Estradiol regulation of insulin-like growth factor-I expression in osteoblastic cells: Evidence for transcriptional control

Insulin-like growth factor-I (IGF-I) has anabolic effects on skeletal tissues, acting as both a systemic hormone and an autocrine/paracrine regulator of cellular function. We have previously reported that estradiol (E₂) stimulation of rat osteoblast proliferation in vitro was inhibited by IGF-I antibodies. We show here that E₂, similar to IGF-I, also increases α₁(I) procollagen mRNA levels in primary cultures of rat calvarial osteoblasts. The E₂ effect on collagen mRNA lags behind that produced by recombinant IGF-I by about 12 h and was also abolished in the presence of cycloheximide or by the addition of antibodies against IGF-I. Furthermore, 17β-E₂ induced a 2- to 2.5-fold elevation of the level of IGF-I mRNA within 2-4 h, which persisted thereafter. The E₂ stimulation of IGF-I mRNA was not blocked by cycloheximide, suggesting that de novo protein synthesis of an intermediate protein was not required. The IGF-I mRNA half-life, estimated by treating the cells with the RNA polymerase inhibitor 5, 6-dichloro-1β-d-ribofuranosylbenzimidazole, was about 7 h and was not altered by E₂ treatment.
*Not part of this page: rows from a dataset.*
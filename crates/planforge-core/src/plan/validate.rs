//! Read-only structural and referential validation.

use serde::Serialize;
use serde_json::Value;
use std::collections::HashSet;

/// Outcome of [`validate_plan`]. Every violation found is listed, in the
/// order the checks ran.
#[derive(Debug, Clone, PartialEq, Eq, Serialize)]
pub struct ValidationResult {
    pub valid: bool,
    pub errors: Vec<String>,
}

impl ValidationResult {
    pub(crate) fn from_errors(errors: Vec<String>) -> Self {
        Self {
            valid: errors.is_empty(),
            errors,
        }
    }
}

/// Validate a raw plan document without modifying it.
pub fn validate_plan(plan: &Value) -> ValidationResult {
    let mut errors = Vec::new();

    let Some(root) = plan.as_object() else {
        errors.push(if plan.is_null() {
            "Plan is null".to_string()
        } else {
            "Plan must be an object".to_string()
        });
        return ValidationResult::from_errors(errors);
    };

    if !non_empty_str(root.get("id")) {
        errors.push("Plan is missing an id".to_string());
    }
    if !non_empty_str(root.get("name")) {
        errors.push("Plan is missing a name".to_string());
    }

    let walls = root.get("walls").and_then(Value::as_array);
    if walls.is_none() {
        errors.push("Plan walls must be an array".to_string());
    }
    if !root.get("rooms").is_some_and(Value::is_array) {
        errors.push("Plan rooms must be an array".to_string());
    }

    let wall_ids: HashSet<String> = walls
        .into_iter()
        .flatten()
        .filter_map(|w| id_text(w.get("id")))
        .collect();

    for (key, label) in [("doors", "Door"), ("windows", "Window")] {
        let Some(openings) = root.get(key).and_then(Value::as_array) else {
            continue;
        };
        for opening in openings {
            let id = id_text(opening.get("id")).unwrap_or_else(|| "<unknown>".to_string());
            match id_text(opening.get("wallId")) {
                Some(wall_id) if wall_ids.contains(&wall_id) => {}
                Some(wall_id) => {
                    log::warn!("{} {} references missing wall {}", label, id, wall_id);
                    errors.push(format!("{label} {id} references missing wall {wall_id}"));
                }
                None => errors.push(format!("{label} {id} has no wallId")),
            }
        }
    }

    ValidationResult::from_errors(errors)
}

/// A non-empty string id, or a legacy numeric id in string form.
fn id_text(value: Option<&Value>) -> Option<String> {
    match value? {
        Value::String(s) if !s.is_empty() => Some(s.clone()),
        Value::Number(n) => Some(n.to_string()),
        _ => None,
    }
}

fn non_empty_str(value: Option<&Value>) -> bool {
    value.and_then(Value::as_str).is_some_and(|s| !s.is_empty())
}
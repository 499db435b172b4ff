//! Plan entity definitions.
//!
//! Field names serialize in camelCase to match the exchanged document shape.

use kurbo::Point;
use serde::{Deserialize, Serialize};
use serde_json::{Map, Value};

/// Default door type written by migration.
pub const DEFAULT_DOOR_TYPE: &str = "single";
/// Default window type written by migration.
pub const DEFAULT_WINDOW_TYPE: &str = "standard";

/// A straight wall segment.
#[derive(Debug, Clone, PartialEq, Serialize, Deserialize)]
#[serde(rename_all = "camelCase")]
pub struct Wall {
    pub id: String,
    pub start: Point,
    pub end: Point,
    /// Overrides the plan-wide wall thickness.
    #[serde(default, skip_serializing_if = "Option::is_none")]
    pub thickness: Option<f64>,
    /// Overrides the plan-wide floor height.
    #[serde(default, skip_serializing_if = "Option::is_none")]
    pub height: Option<f64>,
}

impl Wall {
    pub fn new(id: impl Into<String>, start: Point, end: Point) -> Self {
        Self {
            id: id.into(),
            start,
            end,
            thickness: None,
            height: None,
        }
    }

    pub fn length(&self) -> f64 {
        (self.end - self.start).hypot()
    }

    /// Zero-length walls are tolerated but host no hittable openings.
    pub fn is_degenerate(&self) -> bool {
        self.start == self.end
    }
}

/// A room outline, an ordered ring of vertices.
#[derive(Debug, Clone, PartialEq, Serialize, Deserialize)]
#[serde(rename_all = "camelCase")]
pub struct Room {
    pub id: String,
    #[serde(default)]
    pub name: String,
    #[serde(default)]
    pub vertices: Vec<Point>,
    #[serde(default = "default_floor_material")]
    pub floor_material: String,
    #[serde(default = "default_floor_color")]
    pub floor_color: String,
}

fn default_floor_material() -> String {
    "wood".to_string()
}

fn default_floor_color() -> String {
    "#c8b59a".to_string()
}

impl Room {
    pub fn new(id: impl Into<String>, vertices: Vec<Point>) -> Self {
        Self {
            id: id.into(),
            name: String::new(),
            vertices,
            floor_material: default_floor_material(),
            floor_color: default_floor_color(),
        }
    }
}

/// A door or window hosted by a wall.
///
/// `position` is the offset of the opening's near edge from the wall's start,
/// measured along the wall.
#[derive(Debug, Clone, PartialEq, Serialize, Deserialize)]
#[serde(rename_all = "camelCase")]
pub struct Opening {
    pub id: String,
    /// Empty when the document names no host wall; validation reports it.
    #[serde(default)]
    pub wall_id: String,
    #[serde(default)]
    pub position: f64,
    #[serde(default = "default_opening_width")]
    pub width: f64,
    #[serde(rename = "type", default)]
    pub kind: String,
}

fn default_opening_width() -> f64 {
    0.9
}

impl Opening {
    pub fn door(
        id: impl Into<String>,
        wall_id: impl Into<String>,
        position: f64,
        width: f64,
    ) -> Self {
        Self {
            id: id.into(),
            wall_id: wall_id.into(),
            position,
            width,
            kind: DEFAULT_DOOR_TYPE.to_string(),
        }
    }

    pub fn window(
        id: impl Into<String>,
        wall_id: impl Into<String>,
        position: f64,
        width: f64,
    ) -> Self {
        Self {
            kind: DEFAULT_WINDOW_TYPE.to_string(),
            ..Self::door(id, wall_id, position, width)
        }
    }
}

/// A linear dimension drawn `offset` meters to the left of start→end.
#[derive(Debug, Clone, PartialEq, Serialize, Deserialize)]
#[serde(rename_all = "camelCase")]
pub struct Dimension {
    pub id: String,
    pub start: Point,
    pub end: Point,
    #[serde(default)]
    pub offset: f64,
}

/// A free-form note or measurement label.
///
/// Fields this crate does not interpret are kept verbatim.
#[derive(Debug, Clone, PartialEq, Serialize, Deserialize)]
#[serde(rename_all = "camelCase")]
pub struct Annotation {
    pub id: String,
    #[serde(default)]
    pub text: String,
    #[serde(default, skip_serializing_if = "Option::is_none")]
    pub position: Option<Point>,
    #[serde(flatten)]
    pub extra: Map<String, Value>,
}

/// Per-axis scale factors of a furniture model. `y` is the vertical axis.
#[derive(Debug, Clone, Copy, PartialEq, Serialize, Deserialize)]
pub struct Scale3 {
    pub x: f64,
    pub y: f64,
    pub z: f64,
}

impl Default for Scale3 {
    fn default() -> Self {
        Self { x: 1.0, y: 1.0, z: 1.0 }
    }
}

/// A placed catalog item.
#[derive(Debug, Clone, PartialEq, Serialize, Deserialize)]
#[serde(rename_all = "camelCase")]
pub struct Furniture {
    pub id: String,
    #[serde(default)]
    pub catalog_id: String,
    #[serde(default)]
    pub position: Point,
    /// Rotation in radians around the item's center.
    #[serde(default)]
    pub rotation: f64,
    #[serde(default)]
    pub scale: Scale3,
}

impl Furniture {
    pub fn new(id: impl Into<String>, catalog_id: impl Into<String>, position: Point) -> Self {
        Self {
            id: id.into(),
            catalog_id: catalog_id.into(),
            position,
            rotation: 0.0,
            scale: Scale3::default(),
        }
    }
}

/// A straight stair run.
#[derive(Debug, Clone, PartialEq, Serialize, Deserialize)]
#[serde(rename_all = "camelCase")]
pub struct Stairs {
    pub id: String,
    #[serde(default)]
    pub position: Point,
    #[serde(default)]
    pub rotation: f64,
    #[serde(default = "default_stairs_width")]
    pub width: f64,
    #[serde(default = "default_stairs_depth")]
    pub depth: f64,
}

fn default_stairs_width() -> f64 {
    1.0
}

fn default_stairs_depth() -> f64 {
    3.0
}

/// A round structural column.
#[derive(Debug, Clone, PartialEq, Serialize, Deserialize)]
#[serde(rename_all = "camelCase")]
pub struct Column {
    pub id: String,
    #[serde(default)]
    pub position: Point,
    /// Diameter in meters.
    #[serde(default = "default_column_size")]
    pub size: f64,
}

fn default_column_size() -> f64 {
    0.3
}

#[cfg(test)]
mod tests {
    use super::*;
    use serde_json::json;

    #[test]
    fn test_opening_type_field_name() {
        let door = Opening::door("d1", "w1", 1.0, 0.9);
        let value = serde_json::to_value(&door).unwrap();
        assert_eq!(value["type"], json!("single"));
        assert_eq!(value["wallId"], json!("w1"));

        let window = Opening::window("win1", "w1", 2.0, 1.2);
        assert_eq!(window.kind, DEFAULT_WINDOW_TYPE);
        assert_eq!(window.wall_id, "w1");
    }

    #[test]
    fn test_annotation_keeps_unknown_fields() {
        let value = json!({ "id": "n1", "text": "Kitchen", "fontSize": 14 });
        let annotation: Annotation = serde_json::from_value(value.clone()).unwrap();
        assert_eq!(annotation.extra.get("fontSize"), Some(&json!(14)));
        assert_eq!(serde_json::to_value(&annotation).unwrap(), value);
    }

    #[test]
    fn test_furniture_defaults() {
        let item: Furniture = serde_json::from_value(json!({ "id": "f1" })).unwrap();
        assert_eq!(item.position, Point::ZERO);
        assert_eq!(item.rotation, 0.0);
        assert_eq!(item.scale, Scale3::default());
    }

    #[test]
    fn test_wall_length() {
        let wall = Wall::new("w1", Point::new(0.0, 0.0), Point::new(3.0, 4.0));
        assert!((wall.length() - 5.0).abs() < 1e-12);
        assert!(!wall.is_degenerate());
        assert!(Wall::new("w2", Point::ZERO, Point::ZERO).is_degenerate());
    }
}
On the other hand, nuclear run-on assays indicated that E₂ increased the transcriptional activity of the IGF-I gene, and this effect was further enhanced in cells overexpressing E₂ receptors after transient transfection. These findings suggest that IGF-I may serve as a mediator for the anabolic effects of E₂ on bone, and that E₂ stimulates IGF-I gene expression at least in part through transcriptional control.